··· DATA FOR THE TASK ···

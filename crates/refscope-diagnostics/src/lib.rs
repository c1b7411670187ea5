// SPDX-License-Identifier: (MIT OR Apache-2.0)
//! Diagnostics for the reference escape analyzer.
//!
//! Provides a unified diagnostic type that terminal and machine consumers
//! share. Each phase's error type is converted to `Diagnostic` via the
//! `ToDiagnostic` trait, keeping the analysis crates free of rendering code.

pub mod codes;
pub mod convert;
pub mod formatter;
pub mod json;

use refscope_ast::Span;
use serde::Serialize;

// ============================================================================
// Core Types
// ============================================================================

/// An analyzer diagnostic with context for display.
#[derive(Debug, Clone, Serialize)]
pub struct Diagnostic {
    pub severity: Severity,
    pub code: Option<ErrorCode>,
    pub message: String,
    pub labels: Vec<Label>,
    pub notes: Vec<String>,
    pub help: Option<Help>,
}

/// A labeled source span within a diagnostic.
#[derive(Debug, Clone, Serialize)]
pub struct Label {
    pub span: Span,
    pub style: LabelStyle,
    pub message: Option<String>,
}

#[derive(Debug, Clone, Copy, PartialEq, Eq, Serialize)]
#[serde(rename_all = "lowercase")]
pub enum LabelStyle {
    /// Where the rule was broken.
    Primary,
    /// Related location.
    Secondary,
}

#[derive(Debug, Clone, Copy, PartialEq, Eq, Serialize)]
#[serde(rename_all = "lowercase")]
pub enum Severity {
    Error,
    Warning,
    Note,
}

/// A stable code like R0401.
#[derive(Debug, Clone, PartialEq, Eq, Serialize)]
#[serde(transparent)]
pub struct ErrorCode(pub String);

#[derive(Debug, Clone, Serialize)]
pub struct Help {
    pub message: String,
    pub suggestion: Option<CodeSuggestion>,
}

/// Replace `span` with `replacement`.
#[derive(Debug, Clone, Serialize)]
pub struct CodeSuggestion {
    pub span: Span,
    pub replacement: String,
}

// ============================================================================
// Builder API
// ============================================================================

impl Diagnostic {
    pub fn error(message: impl Into<String>) -> Self {
        Self {
            severity: Severity::Error,
            code: None,
            message: message.into(),
            labels: Vec::new(),
            notes: Vec::new(),
            help: None,
        }
    }

    pub fn with_code(mut self, code: impl Into<String>) -> Self {
        self.code = Some(ErrorCode(code.into()));
        self
    }

    pub fn with_label(mut self, span: Span, style: LabelStyle, msg: impl Into<String>) -> Self {
        self.labels.push(Label {
            span,
            style,
            message: Some(msg.into()),
        });
        self
    }

    pub fn with_primary(self, span: Span, msg: impl Into<String>) -> Self {
        self.with_label(span, LabelStyle::Primary, msg)
    }

    pub fn with_secondary(self, span: Span, msg: impl Into<String>) -> Self {
        self.with_label(span, LabelStyle::Secondary, msg)
    }

    pub fn with_note(mut self, note: impl Into<String>) -> Self {
        self.notes.push(note.into());
        self
    }

    pub fn with_help(mut self, help: impl Into<String>) -> Self {
        self.help = Some(Help {
            message: help.into(),
            suggestion: None,
        });
        self
    }

    /// Attach a replacement to the current help. No-op without help.
    pub fn with_suggestion(mut self, span: Span, replacement: impl Into<String>) -> Self {
        if let Some(ref mut help) = self.help {
            help.suggestion = Some(CodeSuggestion {
                span,
                replacement: replacement.into(),
            });
        }
        self
    }

    /// Returns the primary span (first primary label, or first label).
    pub fn primary_span(&self) -> Option<Span> {
        self.labels
            .iter()
            .find(|l| l.style == LabelStyle::Primary)
            .or(self.labels.first())
            .map(|l| l.span)
    }

    pub fn is_error(&self) -> bool {
        self.severity == Severity::Error
    }
}

// ============================================================================
// Conversion Trait
// ============================================================================

/// Convert an analyzer error into a diagnostic.
pub trait ToDiagnostic {
    fn to_diagnostic(&self) -> Diagnostic;
}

···

WHAT YOU WILL DO -> Copy all lines from the listing that contain "LabelStyle".

ANSWER BELOW ->
    pub style: LabelStyle,
pub enum LabelStyle {
    pub fn with_label(mut self, span: Span, style: LabelStyle, msg: impl Into<String>) -> Self {
        self.with_label(span, LabelStyle::Primary, msg)
        self.with_label(span, LabelStyle::Secondary, msg)
            .find(|l| l.style == LabelStyle::Primary)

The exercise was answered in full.